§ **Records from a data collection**
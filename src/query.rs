//! Public query surface: `find_closest_node`, `find_full_path`,
//! `find_path_sections`, `find_random_path`. Pathfinding is exposed through
//! a dedicated `query` module that takes the built nav-mesh as a plain
//! argument rather than hiding it behind interior mutability.

use glam::Vec3;

use crate::driver::{self, HighLevelPath, LowLevelPath, PathOptions, PathSections};
use crate::error::PathfindError;
use crate::NavMesh;

/// Opaque handle to a level-0 node, returned by [`find_closest_node`] and
/// accepted by every query function in this module.
pub type NodeId = u32;

/// Finds the level-0 node closest to `pos`.
pub fn find_closest_node(nav_mesh: &NavMesh, pos: Vec3) -> Result<NodeId, PathfindError> {
    nav_mesh
        .spatial_index
        .nearest(pos)
        .map(|i| i as u32)
        .ok_or(PathfindError::NoNodeNearPosition)
}

/// Full batch path from `start` to `end`, computed eagerly.
pub fn find_full_path(
    nav_mesh: &NavMesh,
    start: NodeId,
    end: NodeId,
) -> Result<(HighLevelPath, LowLevelPath), PathfindError> {
    driver::find_full_path(nav_mesh, start, end, &PathOptions::default())
}

/// Stepwise (lazy iterator) path delivery, one zone segment per `next()`.
pub fn find_path_sections(
    nav_mesh: &NavMesh,
    start: NodeId,
    end: NodeId,
    options: PathOptions,
) -> PathSections<'_> {
    PathSections::new(nav_mesh, start, end, options)
}

/// Picks two random level-0 nodes and finds a path between them. For ad-hoc
/// test-harness use only — not reproducible, and not meant to be.
pub fn find_random_path(nav_mesh: &NavMesh) -> Result<(HighLevelPath, LowLevelPath), PathfindError> {
    use std::time::{SystemTime, UNIX_EPOCH};

    let len = nav_mesh.level0.len();
    if len == 0 {
        return Err(PathfindError::NoNodeNearPosition);
    }

    // A tiny xorshift seeded from the clock. The crate carries no `rand`
    // dependency for the sake of one convenience helper that exists purely
    // for manual test-harness use.
    let seed = SystemTime::now()
        .duration_since(UNIX_EPOCH)
        .map(|d| d.as_nanos() as u64)
        .unwrap_or(0x9E3779B97F4A7C15)
        | 1;
    let mut state = seed;
    let mut next = move || {
        state ^= state << 13;
        state ^= state >> 7;
        state ^= state << 17;
        state
    };

    let start = (next() as usize) % len;
    let end = (next() as usize) % len;

    find_full_path(nav_mesh, start as u32, end as u32)
}

#[cfg(test)]
mod tests {
    use super::*;
    use crate::mesh_adapter::VertexRecord;
    use crate::BuildSettings;

    fn line_mesh(n: usize) -> Vec<VertexRecord> {
        (0..n)
            .map(|i| {
                let mut neighbours = Vec::new();
                if i > 0 {
                    neighbours.push((i - 1) as u32);
                }
                if i + 1 < n {
                    neighbours.push((i + 1) as u32);
                }
                VertexRecord::new(i as u32, Vec3::new(i as f32, 0.0, 0.0), Vec3::Y, neighbours)
            })
            .collect()
    }

    #[test]
    fn find_closest_node_returns_nearest_vertex() {
        let mesh = line_mesh(5);
        let nav_mesh = NavMesh::build(&mesh, vec![2.0; 5], &BuildSettings::default()).unwrap();

        let node = find_closest_node(&nav_mesh, Vec3::new(2.6, 0.0, 0.0)).unwrap();
        assert_eq!(node, 3);
    }

    #[test]
    fn find_closest_node_on_empty_mesh_errors() {
        let mesh: Vec<VertexRecord> = Vec::new();
        let nav_mesh = NavMesh::build(&mesh, Vec::new(), &BuildSettings::default()).unwrap();

        let err = find_closest_node(&nav_mesh, Vec3::ZERO).unwrap_err();
        assert!(matches!(err, PathfindError::NoNodeNearPosition));
    }

    #[test]
    fn find_random_path_on_single_node_mesh_is_trivial() {
        let mesh = line_mesh(1);
        let nav_mesh = NavMesh::build(&mesh, vec![2.0; 1], &BuildSettings::default()).unwrap();

        let (_, low) = find_random_path(&nav_mesh).unwrap();
        assert_eq!(low.len(), 1);
    }
}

§ **To do**
Copy out all the entries exactly once more.

§ **Output for this task**
filename src/query.rs
//! Public query surface: `find_closest_node`, `find_full_path`,
//! `find_path_sections`, `find_random_path`. Pathfinding is exposed through
//! a dedicated `query` module that takes the built nav-mesh as a plain
//! argument rather than hiding it behind interior mutability.

use glam::Vec3;

use crate::driver::{self, HighLevelPath, LowLevelPath, PathOptions, PathSections};
use crate::error::PathfindError;
use crate::NavMesh;

/// Opaque handle to a level-0 node, returned by [`find_closest_node`] and
/// accepted by every query function in this module.
pub type NodeId = u32;

/// Finds the level-0 node closest to `pos`.
pub fn find_closest_node(nav_mesh: &NavMesh, pos: Vec3) -> Result<NodeId, PathfindError> {
    nav_mesh
        .spatial_index
        .nearest(pos)
        .map(|i| i as u32)
        .ok_or(PathfindError::NoNodeNearPosition)
}

/// Full batch path from `start` to `end`, computed eagerly.
pub fn find_full_path(
    nav_mesh: &NavMesh,
    start: NodeId,
    end: NodeId,
) -> Result<(HighLevelPath, LowLevelPath), PathfindError> {
    driver::find_full_path(nav_mesh, start, end, &PathOptions::default())
}

/// Stepwise (lazy iterator) path delivery, one zone segment per `next()`.
pub fn find_path_sections(
    nav_mesh: &NavMesh,
    start: NodeId,
    end: NodeId,
    options: PathOptions,
) -> PathSections<'_> {
    PathSections::new(nav_mesh, start, end, options)
}

/// Picks two random level-0 nodes and finds a path between them. For ad-hoc
/// test-harness use only — not reproducible, and not meant to be.
pub fn find_random_path(nav_mesh: &NavMesh) -> Result<(HighLevelPath, LowLevelPath), PathfindError> {
    use std::time::{SystemTime, UNIX_EPOCH};

    let len = nav_mesh.level0.len();
    if len == 0 {
        return Err(PathfindError::NoNodeNearPosition);
    }

    // A tiny xorshift seeded from the clock. The crate carries no `rand`
    // dependency for the sake of one convenience helper that exists purely
    // for manual test-harness use.
    let seed = SystemTime::now()
        .duration_since(UNIX_EPOCH)
        .map(|d| d.as_nanos() as u64)
        .unwrap_or(0x9E3779B97F4A7C15)
        | 1;
    let mut state = seed;
    let mut next = move || {
        state ^= state << 13;
        state ^= state >> 7;
        state ^= state << 17;
        state
    };

    let start = (next() as usize) % len;
    let end = (next() as usize) % len;

    find_full_path(nav_mesh, start as u32, end as u32)
}

#[cfg(test)]
mod tests {
    use super::*;
    use crate::mesh_adapter::VertexRecord;
    use crate::BuildSettings;

    fn line_mesh(n: usize) -> Vec<VertexRecord> {
        (0..n)
            .map(|i| {
                let mut neighbours = Vec::new();
                if i > 0 {
                    neighbours.push((i - 1) as u32);
                }
                if i + 1 < n {
                    neighbours.push((i + 1) as u32);
                }
                VertexRecord::new(i as u32, Vec3::new(i as f32, 0.0, 0.0), Vec3::Y, neighbours)
            })
            .collect()
    }

    #[test]
    fn find_closest_node_returns_nearest_vertex() {
        let mesh = line_mesh(5);
        let nav_mesh = NavMesh::build(&mesh, vec![2.0; 5], &BuildSettings::default()).unwrap();

        let node = find_closest_node(&nav_mesh, Vec3::new(2.6, 0.0, 0.0)).unwrap();
        assert_eq!(node, 3);
    }

    #[test]
    fn find_closest_node_on_empty_mesh_errors() {
        let mesh: Vec<VertexRecord> = Vec::new();
        let nav_mesh = NavMesh::build(&mesh, Vec::new(), &BuildSettings::default()).unwrap();

        let err = find_closest_node(&nav_mesh, Vec3::ZERO).unwrap_err();
        assert!(matches!(err, PathfindError::NoNodeNearPosition));
    }

    #[test]
    fn find_random_path_on_single_node_mesh_is_trivial() {
        let mesh = line_mesh(1);
        let nav_mesh = NavMesh::build(&mesh, vec![2.0; 1], &BuildSettings::default()).unwrap();

        let (_, low) = find_random_path(&nav_mesh).unwrap();
        assert_eq!(low.len(), 1);
    }
}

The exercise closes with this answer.